PROMPT. Below are the records. Retype exactly the lines between the lines holding "repository b6c98552047b0745" and "use tokio::sync::mpsc;", inclusive.

RECORDED DATA.
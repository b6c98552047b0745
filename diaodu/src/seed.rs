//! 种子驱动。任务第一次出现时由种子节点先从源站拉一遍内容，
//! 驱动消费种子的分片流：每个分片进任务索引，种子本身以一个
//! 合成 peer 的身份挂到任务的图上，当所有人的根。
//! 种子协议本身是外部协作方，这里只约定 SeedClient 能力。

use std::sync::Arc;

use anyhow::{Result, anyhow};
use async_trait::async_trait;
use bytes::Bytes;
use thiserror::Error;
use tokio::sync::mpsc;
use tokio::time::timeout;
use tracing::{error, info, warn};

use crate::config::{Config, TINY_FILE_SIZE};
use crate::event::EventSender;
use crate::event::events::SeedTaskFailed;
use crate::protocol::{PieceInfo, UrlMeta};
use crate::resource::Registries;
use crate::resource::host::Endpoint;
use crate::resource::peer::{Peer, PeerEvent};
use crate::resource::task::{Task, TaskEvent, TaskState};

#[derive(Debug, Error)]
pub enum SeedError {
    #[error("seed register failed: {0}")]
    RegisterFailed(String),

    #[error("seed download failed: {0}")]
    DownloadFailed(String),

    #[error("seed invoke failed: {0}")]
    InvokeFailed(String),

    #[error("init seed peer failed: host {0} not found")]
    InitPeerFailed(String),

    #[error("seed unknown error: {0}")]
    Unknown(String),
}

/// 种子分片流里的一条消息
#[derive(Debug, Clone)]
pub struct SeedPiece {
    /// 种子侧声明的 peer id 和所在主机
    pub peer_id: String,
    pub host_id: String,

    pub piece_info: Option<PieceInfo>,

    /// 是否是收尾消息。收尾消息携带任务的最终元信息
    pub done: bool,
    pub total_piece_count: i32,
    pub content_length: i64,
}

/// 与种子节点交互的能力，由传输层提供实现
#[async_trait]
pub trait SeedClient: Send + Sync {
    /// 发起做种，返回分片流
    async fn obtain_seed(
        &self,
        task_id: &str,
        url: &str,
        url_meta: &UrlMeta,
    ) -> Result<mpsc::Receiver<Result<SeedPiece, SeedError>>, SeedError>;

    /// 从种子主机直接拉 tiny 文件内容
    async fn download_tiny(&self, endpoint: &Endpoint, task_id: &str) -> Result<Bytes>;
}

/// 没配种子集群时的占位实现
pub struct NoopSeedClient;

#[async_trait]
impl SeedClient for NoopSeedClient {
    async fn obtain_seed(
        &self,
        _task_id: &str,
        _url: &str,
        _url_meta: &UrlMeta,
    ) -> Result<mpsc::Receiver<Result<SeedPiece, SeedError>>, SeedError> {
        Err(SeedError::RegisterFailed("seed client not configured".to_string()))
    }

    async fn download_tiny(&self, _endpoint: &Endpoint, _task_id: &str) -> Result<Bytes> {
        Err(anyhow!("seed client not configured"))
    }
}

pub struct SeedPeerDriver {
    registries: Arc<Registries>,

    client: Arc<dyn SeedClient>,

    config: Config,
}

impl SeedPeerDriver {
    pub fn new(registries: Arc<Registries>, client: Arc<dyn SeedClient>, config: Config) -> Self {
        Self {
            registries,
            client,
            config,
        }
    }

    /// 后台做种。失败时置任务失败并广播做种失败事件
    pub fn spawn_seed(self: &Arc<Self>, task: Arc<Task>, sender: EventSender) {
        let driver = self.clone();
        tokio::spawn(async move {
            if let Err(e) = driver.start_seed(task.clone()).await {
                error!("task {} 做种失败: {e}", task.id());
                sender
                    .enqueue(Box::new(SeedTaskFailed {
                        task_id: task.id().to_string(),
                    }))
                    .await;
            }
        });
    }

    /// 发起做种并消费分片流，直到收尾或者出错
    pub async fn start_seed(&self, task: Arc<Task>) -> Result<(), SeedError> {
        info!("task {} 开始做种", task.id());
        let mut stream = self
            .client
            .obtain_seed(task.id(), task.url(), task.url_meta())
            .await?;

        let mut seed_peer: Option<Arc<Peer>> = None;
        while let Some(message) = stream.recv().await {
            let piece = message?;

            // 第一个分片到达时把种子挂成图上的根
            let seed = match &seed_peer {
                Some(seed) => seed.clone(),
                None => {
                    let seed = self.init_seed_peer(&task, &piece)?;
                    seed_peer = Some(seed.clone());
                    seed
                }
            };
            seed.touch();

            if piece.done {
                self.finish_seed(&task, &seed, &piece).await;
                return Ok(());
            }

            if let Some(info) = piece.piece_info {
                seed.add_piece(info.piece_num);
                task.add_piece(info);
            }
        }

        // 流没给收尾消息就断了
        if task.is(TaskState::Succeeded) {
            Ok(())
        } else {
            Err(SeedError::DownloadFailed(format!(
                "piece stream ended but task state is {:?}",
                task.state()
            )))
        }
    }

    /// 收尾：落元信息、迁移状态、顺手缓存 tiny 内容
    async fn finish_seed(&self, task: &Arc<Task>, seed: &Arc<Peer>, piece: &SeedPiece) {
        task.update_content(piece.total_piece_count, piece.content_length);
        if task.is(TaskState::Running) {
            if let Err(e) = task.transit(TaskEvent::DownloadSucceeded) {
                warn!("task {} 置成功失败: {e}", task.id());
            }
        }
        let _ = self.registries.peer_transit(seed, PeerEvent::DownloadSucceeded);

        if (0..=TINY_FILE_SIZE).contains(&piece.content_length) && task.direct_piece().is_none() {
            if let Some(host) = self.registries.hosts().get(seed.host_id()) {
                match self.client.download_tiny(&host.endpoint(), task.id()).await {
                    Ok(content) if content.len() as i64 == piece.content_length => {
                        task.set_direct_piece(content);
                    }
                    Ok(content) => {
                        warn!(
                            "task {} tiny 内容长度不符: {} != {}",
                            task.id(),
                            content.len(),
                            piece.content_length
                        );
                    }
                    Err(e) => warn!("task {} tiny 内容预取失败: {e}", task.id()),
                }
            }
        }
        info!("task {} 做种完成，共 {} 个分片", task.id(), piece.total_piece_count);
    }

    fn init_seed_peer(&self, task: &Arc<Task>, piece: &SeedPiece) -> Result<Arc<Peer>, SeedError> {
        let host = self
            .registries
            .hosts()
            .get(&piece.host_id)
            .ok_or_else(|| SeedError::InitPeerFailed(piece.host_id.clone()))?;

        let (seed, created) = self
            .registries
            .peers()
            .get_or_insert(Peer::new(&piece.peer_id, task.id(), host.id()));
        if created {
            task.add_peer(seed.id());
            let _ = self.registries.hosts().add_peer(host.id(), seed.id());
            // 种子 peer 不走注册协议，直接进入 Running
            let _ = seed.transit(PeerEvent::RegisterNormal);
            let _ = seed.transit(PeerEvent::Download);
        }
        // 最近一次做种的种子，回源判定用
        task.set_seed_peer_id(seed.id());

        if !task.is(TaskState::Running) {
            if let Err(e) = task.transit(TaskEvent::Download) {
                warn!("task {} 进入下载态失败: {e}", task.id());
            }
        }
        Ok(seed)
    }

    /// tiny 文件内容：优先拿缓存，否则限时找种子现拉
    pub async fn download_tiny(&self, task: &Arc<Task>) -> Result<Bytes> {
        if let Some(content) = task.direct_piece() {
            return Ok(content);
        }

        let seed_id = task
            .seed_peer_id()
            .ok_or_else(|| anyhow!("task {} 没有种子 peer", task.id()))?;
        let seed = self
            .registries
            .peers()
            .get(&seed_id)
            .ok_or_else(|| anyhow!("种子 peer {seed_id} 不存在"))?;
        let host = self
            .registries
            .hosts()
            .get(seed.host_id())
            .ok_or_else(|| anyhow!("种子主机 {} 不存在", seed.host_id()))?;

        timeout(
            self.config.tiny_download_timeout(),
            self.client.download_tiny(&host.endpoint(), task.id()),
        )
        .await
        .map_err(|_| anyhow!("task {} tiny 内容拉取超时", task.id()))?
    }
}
==
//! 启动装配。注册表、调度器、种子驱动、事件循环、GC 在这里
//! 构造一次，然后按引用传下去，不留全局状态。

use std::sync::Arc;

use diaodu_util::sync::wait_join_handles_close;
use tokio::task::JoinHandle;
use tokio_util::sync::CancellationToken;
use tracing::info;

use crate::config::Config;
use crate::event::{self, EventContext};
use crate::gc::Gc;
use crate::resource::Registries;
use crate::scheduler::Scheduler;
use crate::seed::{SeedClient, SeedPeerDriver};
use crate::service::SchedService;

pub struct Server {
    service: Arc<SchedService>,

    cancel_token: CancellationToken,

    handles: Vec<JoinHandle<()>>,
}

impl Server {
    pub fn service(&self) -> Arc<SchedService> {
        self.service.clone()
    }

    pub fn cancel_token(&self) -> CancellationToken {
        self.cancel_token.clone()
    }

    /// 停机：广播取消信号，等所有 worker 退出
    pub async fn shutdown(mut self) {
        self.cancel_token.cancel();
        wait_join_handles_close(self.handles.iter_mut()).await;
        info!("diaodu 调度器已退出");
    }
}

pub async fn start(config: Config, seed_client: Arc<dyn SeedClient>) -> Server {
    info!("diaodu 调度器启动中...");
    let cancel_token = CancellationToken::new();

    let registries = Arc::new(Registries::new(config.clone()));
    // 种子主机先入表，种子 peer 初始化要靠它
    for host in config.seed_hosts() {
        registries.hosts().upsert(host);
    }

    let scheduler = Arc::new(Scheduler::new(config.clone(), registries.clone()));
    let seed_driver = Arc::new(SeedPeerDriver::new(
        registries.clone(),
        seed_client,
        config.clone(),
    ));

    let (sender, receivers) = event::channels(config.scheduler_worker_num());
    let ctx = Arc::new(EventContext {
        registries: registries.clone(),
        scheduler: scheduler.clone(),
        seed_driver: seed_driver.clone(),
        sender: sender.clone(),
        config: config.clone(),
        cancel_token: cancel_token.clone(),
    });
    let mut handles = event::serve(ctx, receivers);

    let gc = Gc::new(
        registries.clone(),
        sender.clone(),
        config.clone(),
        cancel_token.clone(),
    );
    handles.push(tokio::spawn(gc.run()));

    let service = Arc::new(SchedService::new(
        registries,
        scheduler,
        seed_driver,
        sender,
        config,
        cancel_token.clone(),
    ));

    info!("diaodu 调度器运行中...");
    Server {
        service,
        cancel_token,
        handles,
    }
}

EXERCISE ANSWER.
repository b6c98552047b0745
filename diaodu/src/seed.rs
//! 种子驱动。任务第一次出现时由种子节点先从源站拉一遍内容，
//! 驱动消费种子的分片流：每个分片进任务索引，种子本身以一个
//! 合成 peer 的身份挂到任务的图上，当所有人的根。
//! 种子协议本身是外部协作方，这里只约定 SeedClient 能力。

use std::sync::Arc;

use anyhow::{Result, anyhow};
use async_trait::async_trait;
use bytes::Bytes;
use thiserror::Error;
use tokio::sync::mpsc;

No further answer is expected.